Bagikan:

JAKARTA - Badan Pengawas Obat dan Makanan (BPOM) RI kembali melakukan patroli siber untuk menindak peredaran obat dan kosmetik ilegal atau tidak aman yang dijual secara daring di berbagai marketplace.

Upaya ini dilakukan bekerja sama dengan sejumlah pihak, termasuk Kementerian Komunikasi dan Digital serta Asosiasi E-Commerce Indonesia (IdEA).

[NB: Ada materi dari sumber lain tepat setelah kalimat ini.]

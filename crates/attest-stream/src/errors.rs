use std::io;

use thiserror::Error;

use attest_core::AssertionError;

/// Errors that can occur while decoding or encoding assertion streams.
#[derive(Error, Debug)]
pub enum StreamError {
    /// I/O error from the underlying reader or writer.
    #[error("I/O error: {0}")]
    Io(#[from] io::Error),
    /// The stream ended in the middle of an assertion.
    #[error("unexpected end of assertion stream")]
    UnexpectedEof,
    /// A component exceeded its size cap before its delimiter was found.
    #[error("maximum size exceeded while looking for delimiter {delim:?}")]
    MaxSizeExceeded {
        /// The delimiter being searched for.
        delim: String,
    },
    /// The declared body length exceeds the configured cap.
    #[error("assertion body length {length} exceeds maximum body size")]
    BodyTooLarge {
        /// The declared `body-length` value.
        length: i64,
    },
    /// A non-empty body was not followed by the content/signature separator.
    #[error("missing content/signature separator")]
    MissingSeparator,
    /// The assertion failed to parse, validate or assemble.
    #[error(transparent)]
    Assertion(#[from] AssertionError),
    /// An encoded assertion was unexpectedly empty.
    #[error("internal error: encoded assertion cannot be empty")]
    EmptyEncoding,
}
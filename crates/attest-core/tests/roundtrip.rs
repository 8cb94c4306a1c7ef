use attest_core::{
    assemble_and_sign, decode, encode, lookup, Assertion, Headers, KeypairSigner, SignError,
    Signer,
};
use serde_json::json;

struct StaticSigner(&'static [u8]);

impl Signer for StaticSigner {
    fn sign(&self, _content: &[u8]) -> Result<Vec<u8>, SignError> {
        Ok(self.0.to_vec())
    }
}

fn headers(pairs: &[(&str, &str)]) -> Headers {
    pairs
        .iter()
        .map(|(name, value)| (name.to_string(), value.to_string()))
        .collect()
}

#[test]
fn test_decode_encode_reproduces_input() {
    let input: &[u8] =
        b"type: account\nauthority-id: canonical\naccount-id: alice\n\nopenpgp sig";
    let assertion = decode(input).unwrap();
    assert_eq!(encode(&assertion), input);
}

#[test]
fn test_sign_decode_round_trip_preserves_everything() {
    let assertion = assemble_and_sign(
        lookup("snap-build").unwrap(),
        headers(&[
            ("authority-id", "canonical"),
            ("series", "16"),
            ("snap-id", "abc"),
            ("snap-digest", "xyz"),
            ("revision", "3"),
            ("grade", "stable"),
        ]),
        b"hello",
        &StaticSigner(b"SIG"),
    )
    .unwrap();

    let decoded = decode(&encode(&assertion)).unwrap();
    assert_eq!(decoded.assert_type().name(), "snap-build");
    assert_eq!(decoded.revision(), 3);
    assert_eq!(decoded.authority_id(), "canonical");
    assert_eq!(decoded.body(), Some(&b"hello"[..]));
    assert_eq!(
        serde_json::to_value(decoded.headers()).unwrap(),
        json!({
            "type": "snap-build",
            "authority-id": "canonical",
            "revision": "3",
            "series": "16",
            "snap-id": "abc",
            "snap-digest": "xyz",
            "grade": "stable",
            "body-length": "5",
        })
    );

    match decoded {
        Assertion::SnapBuild(build) => {
            assert_eq!(build.series(), "16");
            assert_eq!(build.snap_id(), "abc");
            assert_eq!(build.snap_digest(), "xyz");
        }
        other => panic!("expected snap-build assertion, got {other:?}"),
    }
}

#[test]
fn test_zero_revision_and_empty_body_leave_no_trace() {
    let assertion = assemble_and_sign(
        lookup("account").unwrap(),
        headers(&[
            ("authority-id", "canonical"),
            ("account-id", "alice"),
            ("revision", "0"),
        ]),
        b"",
        &StaticSigner(b"SIG"),
    )
    .unwrap();

    let decoded = decode(&encode(&assertion)).unwrap();
    assert_eq!(decoded.revision(), 0);
    assert_eq!(
        serde_json::to_value(decoded.headers()).unwrap(),
        json!({
            "type": "account",
            "authority-id": "canonical",
            "account-id": "alice",
        })
    );
}

#[test]
fn test_multiline_description_round_trips() {
    let assertion = assemble_and_sign(
        lookup("model").unwrap(),
        headers(&[
            ("authority-id", "brand"),
            ("series", "16"),
            ("brand-id", "brand"),
            ("model", "widget"),
            ("description", "first line\nsecond line"),
        ]),
        b"",
        &StaticSigner(b"SIG"),
    )
    .unwrap();

    let encoded = encode(&assertion);
    let rendered = String::from_utf8(encoded.clone()).unwrap();
    assert!(rendered.contains("description:\n first line\n second line"));

    let decoded = decode(&encoded).unwrap();
    assert_eq!(decoded.header("description"), Some("first line\nsecond line"));
}

#[test]
fn test_ed25519_signed_assertion_decodes() {
    let signer = KeypairSigner::from_seed(&[7; 32]);
    let assertion = assemble_and_sign(
        lookup("serial").unwrap(),
        headers(&[
            ("authority-id", "brand"),
            ("brand-id", "brand"),
            ("model", "widget"),
            ("serial", "A-0001"),
        ]),
        b"",
        &signer,
    )
    .unwrap();

    let decoded = decode(&encode(&assertion)).unwrap();
    let (content, signature) = decoded.signature();
    assert_eq!(content, assertion.signature().0);
    assert_eq!(signature, assertion.signature().1);
}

Selama periode Januari hingga Juni 2025, BPOM mencatat ribuan akun serta produk kosmetik yang beredar di platform daring. Ribuan tautan penjualan tersebut telah diturunkan (takedown) oleh Kementerian Komunikasi dan Digital serta IdEA.

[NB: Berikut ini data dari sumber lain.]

use thiserror::Error;

use attest_grammar::HeaderError;

/// Errors raised while decoding, validating or assembling assertions.
#[derive(Error, Debug)]
pub enum AssertionError {
    /// The header block failed to parse.
    #[error("parsing assertion headers: {0}")]
    Headers(#[from] HeaderError),
    /// The envelope has no content/signature separator.
    #[error("assertion content/signature separator not found")]
    SeparatorNotFound,
    /// A mandatory header is absent.
    #[error("{name:?} header is mandatory")]
    MissingHeader {
        /// Name of the absent header.
        name: String,
    },
    /// A mandatory header is present but empty.
    #[error("{name:?} header should not be empty")]
    EmptyHeader {
        /// Name of the empty header.
        name: String,
    },
    /// An integer-valued header does not parse as a base-10 integer.
    #[error("{name:?} header is not an integer: {value}")]
    NotAnInteger {
        /// Name of the header.
        name: String,
        /// The offending value.
        value: String,
    },
    /// The `revision` header is negative.
    #[error("revision should be positive: {revision}")]
    NegativeRevision {
        /// The offending revision value.
        revision: i64,
    },
    /// The `type` header names no registered assertion type.
    #[error("unknown assertion type: {name:?}")]
    UnknownType {
        /// The unregistered type name.
        name: String,
    },
    /// A primary-key header is absent.
    #[error("assertion {assert_type}: {name:?} primary key header is mandatory")]
    MissingPrimaryKey {
        /// Name of the assertion type.
        assert_type: &'static str,
        /// Name of the absent header.
        name: &'static str,
    },
    /// A primary-key header is present but empty.
    #[error("assertion {assert_type}: {name:?} primary key header should not be empty")]
    EmptyPrimaryKey {
        /// Name of the assertion type.
        assert_type: &'static str,
        /// Name of the empty header.
        name: &'static str,
    },
    /// A primary-key header contains a `/`.
    #[error("assertion {assert_type}: {name:?} primary key header cannot contain '/'")]
    InvalidPrimaryKey {
        /// Name of the assertion type.
        assert_type: &'static str,
        /// Name of the offending header.
        name: &'static str,
    },
    /// The actual body length differs from the declared `body-length`.
    #[error("assertion body length and declared body-length don't match: {actual} != {declared}")]
    BodyLengthMismatch {
        /// Actual body length in bytes.
        actual: usize,
        /// Declared `body-length` value.
        declared: i64,
    },
    /// The signature bytes are empty.
    #[error("empty assertion signature")]
    EmptySignature,
    /// The signer failed to sign the canonical content.
    #[error("cannot sign assertion: {0}")]
    Signing(#[from] crate::sign::SignError),
}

Dalam unggahan resmi di Instagram BPOM RI pada 26 November 2025, lembaga ini merinci lima produk kosmetik ilegal yang paling banyak beredar di marketplace.

1. Marvis Toothpaste

Tautan penjualan: 2.958

Jumlah terjual: 52.507 pcs

Lokasi toko terbanyak: Jakarta Barat

2. Meidian Green Mask Stick

Tautan penjualan: 1.189

Jumlah terjual: 102.305 pcs

Lokasi toko terbanyak: Kabupaten Bekasi

3. Hand Body IP

Tautan penjualan: 1.132

Jumlah terjual: 236.131 pcs

Lokasi toko terbanyak: Kabupaten Kudus

4. Venalisa Gel Polish

Tautan penjualan: 1.110

Jumlah terjual: 104.369 pcs

Lokasi toko terbanyak: Jakarta Barat

5. Fuyan

Tautan penjualan: 1.063

Jumlah terjual: 38.689 pcs

Lokasi toko terbanyak: Jakarta Barat

BPOM menegaskan ribuan akun dan produk kosmetik ilegal yang ditemukan di marketplace telah dihapus melalui kerja sama dengan pihak terkait. 

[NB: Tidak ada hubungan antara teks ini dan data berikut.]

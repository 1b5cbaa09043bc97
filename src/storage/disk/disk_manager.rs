use std::collections::HashMap;
use std::fs::{self, File, OpenOptions};
use std::os::unix::fs::FileExt;
use std::path::{Path, PathBuf};
use std::sync::atomic::{AtomicU32, Ordering};
use std::sync::Arc;

use parking_lot::RwLock;

use crate::common::{PageId, Result, StorageError, DATA_FILE_SUFFIX, PAGE_SIZE};

/// Returns the byte offset of a page within its file.
/// Widened to u64 before the multiply so large files don't overflow.
fn page_offset(page_id: PageId) -> u64 {
    page_id.as_u32() as u64 * PAGE_SIZE as u64
}

/// Name-to-handle and name-to-counter maps behind one lock, so a handle and
/// its counter are always created in the same critical section: no handle
/// without a counter, no counter without a handle.
#[derive(Default)]
struct FileRegistry {
    /// Open handle per logical file name (e.g. "users_table.data")
    handles: HashMap<String, Arc<File>>,
    /// Next available page id per logical file name
    next_page_ids: HashMap<String, Arc<AtomicU32>>,
}

/// DiskManager is responsible for all physical I/O of a multi-file database.
/// Each logical database object (a table or an index) maps to its own file
/// inside the base directory, and a (file name, page id) pair addresses one
/// fixed-size page within that file.
///
/// All I/O is positional and synchronous: reads and writes never contend
/// with each other, and a successful `write_page` is durable before it
/// returns. Caching and write scheduling belong to the buffer pool above
/// this layer.
pub struct DiskManager {
    /// Base directory where all database files reside
    db_path: PathBuf,
    /// Shared file state; lookups take the read lock, first-time creation
    /// takes the write lock
    registry: RwLock<FileRegistry>,
    /// Number of disk reads performed
    num_reads: AtomicU32,
    /// Number of disk writes performed
    num_writes: AtomicU32,
}

impl DiskManager {
    /// Opens a disk manager over the given base directory, creating the
    /// directory if it doesn't exist and registering every data file
    /// already present in it.
    pub fn open<P: AsRef<Path>>(db_path: P) -> Result<Self> {
        let db_path = db_path.as_ref().to_path_buf();

        if !db_path.exists() {
            fs::create_dir_all(&db_path).map_err(|source| StorageError::CreateDirectory {
                path: db_path.clone(),
                source,
            })?;
        }

        let manager = Self {
            db_path,
            registry: RwLock::new(FileRegistry::default()),
            num_reads: AtomicU32::new(0),
            num_writes: AtomicU32::new(0),
        };
        manager.bootstrap()?;
        Ok(manager)
    }

    /// Scans the base directory for existing data files and seeds each
    /// file's next-page-id counter from its size on disk. Entries without
    /// the data-file suffix are ignored. Any scan or open failure aborts
    /// construction.
    fn bootstrap(&self) -> Result<()> {
        let mut registry = self.registry.write();

        for entry in fs::read_dir(&self.db_path)? {
            let entry = entry?;
            let file_name = match entry.file_name().into_string() {
                Ok(name) => name,
                Err(_) => continue,
            };
            if !file_name.ends_with(DATA_FILE_SUFFIX) || !entry.file_type()?.is_file() {
                continue;
            }

            let file = OpenOptions::new()
                .read(true)
                .write(true)
                .open(entry.path())?;
            let next_page_id = (file.metadata()?.len() / PAGE_SIZE as u64) as u32;

            registry.handles.insert(file_name.clone(), Arc::new(file));
            registry
                .next_page_ids
                .insert(file_name, Arc::new(AtomicU32::new(next_page_id)));
        }
        Ok(())
    }

    /// Returns the open handle for a logical file, creating and registering
    /// the file (with a fresh counter at 0) on first access. Across any
    /// number of concurrent first-time accesses, exactly one handle is
    /// created per name.
    fn resolve(&self, file_name: &str) -> Result<Arc<File>> {
        if let Some(handle) = self.registry.read().handles.get(file_name) {
            return Ok(Arc::clone(handle));
        }

        let mut registry = self.registry.write();
        // Re-check under the exclusive lock: another caller may have won the race
        if let Some(handle) = registry.handles.get(file_name) {
            return Ok(Arc::clone(handle));
        }

        let file = OpenOptions::new()
            .read(true)
            .write(true)
            .create(true)
            .truncate(false)
            .open(self.db_path.join(file_name))?;
        let handle = Arc::new(file);

        registry
            .handles
            .insert(file_name.to_string(), Arc::clone(&handle));
        registry
            .next_page_ids
            .insert(file_name.to_string(), Arc::new(AtomicU32::new(0)));
        Ok(handle)
    }

    /// Reads a page from the given file into the provided buffer.
    /// The buffer must be exactly PAGE_SIZE bytes.
    ///
    /// Reading past end-of-file is not an error: any bytes the file doesn't
    /// cover come back as zeros, so an allocated-but-never-written page reads
    /// as an all-zero page.
    pub fn read_page(&self, file_name: &str, page_id: PageId, data: &mut [u8]) -> Result<()> {
        assert_eq!(data.len(), PAGE_SIZE, "Buffer must be PAGE_SIZE bytes");

        let handle = self.resolve(file_name)?;
        let offset = page_offset(page_id);

        let mut filled = 0;
        while filled < PAGE_SIZE {
            let n = handle.read_at(&mut data[filled..], offset + filled as u64)?;
            if n == 0 {
                break;
            }
            filled += n;
        }
        // Short read means the page lies partly or wholly past end-of-file
        data[filled..].fill(0);

        self.num_reads.fetch_add(1, Ordering::Relaxed);
        Ok(())
    }

    /// Writes a page to the given file from the provided buffer.
    /// The buffer must be exactly PAGE_SIZE bytes.
    ///
    /// The write is forced to persistent storage (data and file metadata)
    /// before this returns: a successful call survives a process restart.
    pub fn write_page(&self, file_name: &str, page_id: PageId, data: &[u8]) -> Result<()> {
        assert_eq!(data.len(), PAGE_SIZE, "Buffer must be PAGE_SIZE bytes");

        let handle = self.resolve(file_name)?;
        let offset = page_offset(page_id);

        handle.write_all_at(data, offset)?;
        handle.sync_all()?;

        self.num_writes.fetch_add(1, Ordering::Relaxed);
        Ok(())
    }

    /// Allocates the next page id in the given file, creating the file on
    /// first access. Ids are dense, zero-based, and never reused; no bytes
    /// are written, so a freshly allocated page reads back as all zeros.
    pub fn allocate_page(&self, file_name: &str) -> Result<PageId> {
        self.resolve(file_name)?;

        let counter = self
            .registry
            .read()
            .next_page_ids
            .get(file_name)
            .map(Arc::clone)
            // Unreachable if resolve() upheld its contract; surfaced rather
            // than fabricating a counter
            .ok_or_else(|| StorageError::UntrackedFile(file_name.to_string()))?;

        Ok(PageId::new(counter.fetch_add(1, Ordering::SeqCst)))
    }

    /// Forces one file's data and metadata to persistent storage.
    pub fn sync(&self, file_name: &str) -> Result<()> {
        let handle = self.resolve(file_name)?;
        handle.sync_all()?;
        Ok(())
    }

    /// Closes every registered handle and clears all in-memory state.
    ///
    /// Every handle is flushed and closed even if an earlier one fails; the
    /// first failure is reported after the loop completes. Not safe to call
    /// concurrently with in-flight read/write/allocate calls - callers must
    /// quiesce the manager first.
    pub fn shut_down(&self) -> Result<()> {
        let mut registry = self.registry.write();
        let handles = std::mem::take(&mut registry.handles);
        registry.next_page_ids.clear();
        drop(registry);

        let mut failed = 0;
        let mut first_error = None;
        for handle in handles.into_values() {
            if let Err(e) = handle.sync_all() {
                failed += 1;
                if first_error.is_none() {
                    first_error = Some(e);
                }
            }
        }

        match first_error {
            Some(source) => Err(StorageError::ShutdownIncomplete { failed, source }),
            None => Ok(()),
        }
    }

    /// Returns the number of logical files currently registered.
    pub fn get_num_files(&self) -> usize {
        self.registry.read().handles.len()
    }

    /// Returns the number of disk reads performed.
    pub fn get_num_reads(&self) -> u32 {
        self.num_reads.load(Ordering::Relaxed)
    }

    /// Returns the number of disk writes performed.
    pub fn get_num_writes(&self) -> u32 {
        self.num_writes.load(Ordering::Relaxed)
    }

    /// Returns the base directory holding the database files.
    pub fn get_db_path(&self) -> &Path {
        &self.db_path
    }
}

impl Drop for DiskManager {
    fn drop(&mut self) {
        // Ensure all data is flushed to disk
        let registry = self.registry.get_mut();
        for handle in registry.handles.values() {
            let _ = handle.sync_all();
        }
    }
}

#[cfg(test)]
mod tests {
    use super::*;
    use tempfile::tempdir;

    #[test]
    fn test_page_offset() {
        assert_eq!(page_offset(PageId::new(0)), 0);
        assert_eq!(page_offset(PageId::new(1)), PAGE_SIZE as u64);
        assert_eq!(page_offset(PageId::new(7)), 7 * PAGE_SIZE as u64);
        // No overflow near the top of the id space
        assert_eq!(
            page_offset(PageId::new(u32::MAX)),
            u32::MAX as u64 * PAGE_SIZE as u64
        );
    }

    #[test]
    fn test_open_creates_directory() {
        let dir = tempdir().unwrap();
        let db_path = dir.path().join("nested").join("db");
        let dm = DiskManager::open(&db_path).unwrap();

        assert!(db_path.is_dir());
        assert_eq!(dm.get_num_files(), 0);
        assert_eq!(dm.get_db_path(), db_path);
    }

    #[test]
    fn test_read_unwritten_page_is_zeroed() {
        let dir = tempdir().unwrap();
        let dm = DiskManager::open(dir.path()).unwrap();

        let mut data = [0xAAu8; PAGE_SIZE];
        dm.read_page("empty.data", PageId::new(12), &mut data)
            .unwrap();

        assert!(data.iter().all(|&b| b == 0));
    }

    #[test]
    fn test_short_trailing_page_is_zero_padded() {
        let dir = tempdir().unwrap();
        // A file that is not a whole multiple of PAGE_SIZE
        fs::write(dir.path().join("ragged.data"), vec![0xFFu8; PAGE_SIZE + 10]).unwrap();

        let dm = DiskManager::open(dir.path()).unwrap();
        let mut data = [0u8; PAGE_SIZE];
        dm.read_page("ragged.data", PageId::new(1), &mut data)
            .unwrap();

        assert!(data[..10].iter().all(|&b| b == 0xFF));
        assert!(data[10..].iter().all(|&b| b == 0));
    }

    #[test]
    fn test_bootstrap_ignores_non_data_files() {
        let dir = tempdir().unwrap();
        fs::write(dir.path().join("table.data"), vec![0u8; PAGE_SIZE]).unwrap();
        fs::write(dir.path().join("notes.txt"), b"not a data file").unwrap();
        fs::create_dir(dir.path().join("sub.data")).unwrap();

        let dm = DiskManager::open(dir.path()).unwrap();
        assert_eq!(dm.get_num_files(), 1);
    }

    #[test]
    #[should_panic(expected = "Buffer must be PAGE_SIZE bytes")]
    fn test_read_rejects_wrong_buffer_size() {
        let dir = tempdir().unwrap();
        let dm = DiskManager::open(dir.path()).unwrap();
        let mut data = [0u8; PAGE_SIZE - 1];
        let _ = dm.read_page("t.data", PageId::new(0), &mut data);
    }

    #[test]
    #[should_panic(expected = "Buffer must be PAGE_SIZE bytes")]
    fn test_write_rejects_wrong_buffer_size() {
        let dir = tempdir().unwrap();
        let dm = DiskManager::open(dir.path()).unwrap();
        let data = [0u8; PAGE_SIZE + 1];
        let _ = dm.write_page("t.data", PageId::new(0), &data);
    }

    #[test]
    fn test_io_stats() {
        let dir = tempdir().unwrap();
        let dm = DiskManager::open(dir.path()).unwrap();

        assert_eq!(dm.get_num_reads(), 0);
        assert_eq!(dm.get_num_writes(), 0);

        let data = [0u8; PAGE_SIZE];
        dm.write_page("t.data", PageId::new(0), &data).unwrap();
        assert_eq!(dm.get_num_writes(), 1);

        let mut buf = [0u8; PAGE_SIZE];
        dm.read_page("t.data", PageId::new(0), &mut buf).unwrap();
        assert_eq!(dm.get_num_reads(), 1);

        // Allocation is bookkeeping only, not an I/O
        dm.allocate_page("t.data").unwrap();
        assert_eq!(dm.get_num_reads(), 1);
        assert_eq!(dm.get_num_writes(), 1);
    }
}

"BPOM menemukan ribuan akun dan produk kosmetik di Marketplace. Ribuan tautan tersebut sudah di-takedown oleh Kementerian Komunikasi dan Digital serta Indonesian E-commerce Association (idEA)." tulis BPOM dalam unggahan resminya di Instagram-nya

Masyarakat diimbau untuk tidak membeli produk tersebut di toko daring dan segera melaporkannya melalui aplikasi BPOM Mobile jika masih menemukannya di marketplace. Langkah ini juga bagian dari upaya BPOM untuk meningkatkan kesadaran konsumen agar lebih selektif dalam membeli produk kosmetik secara online.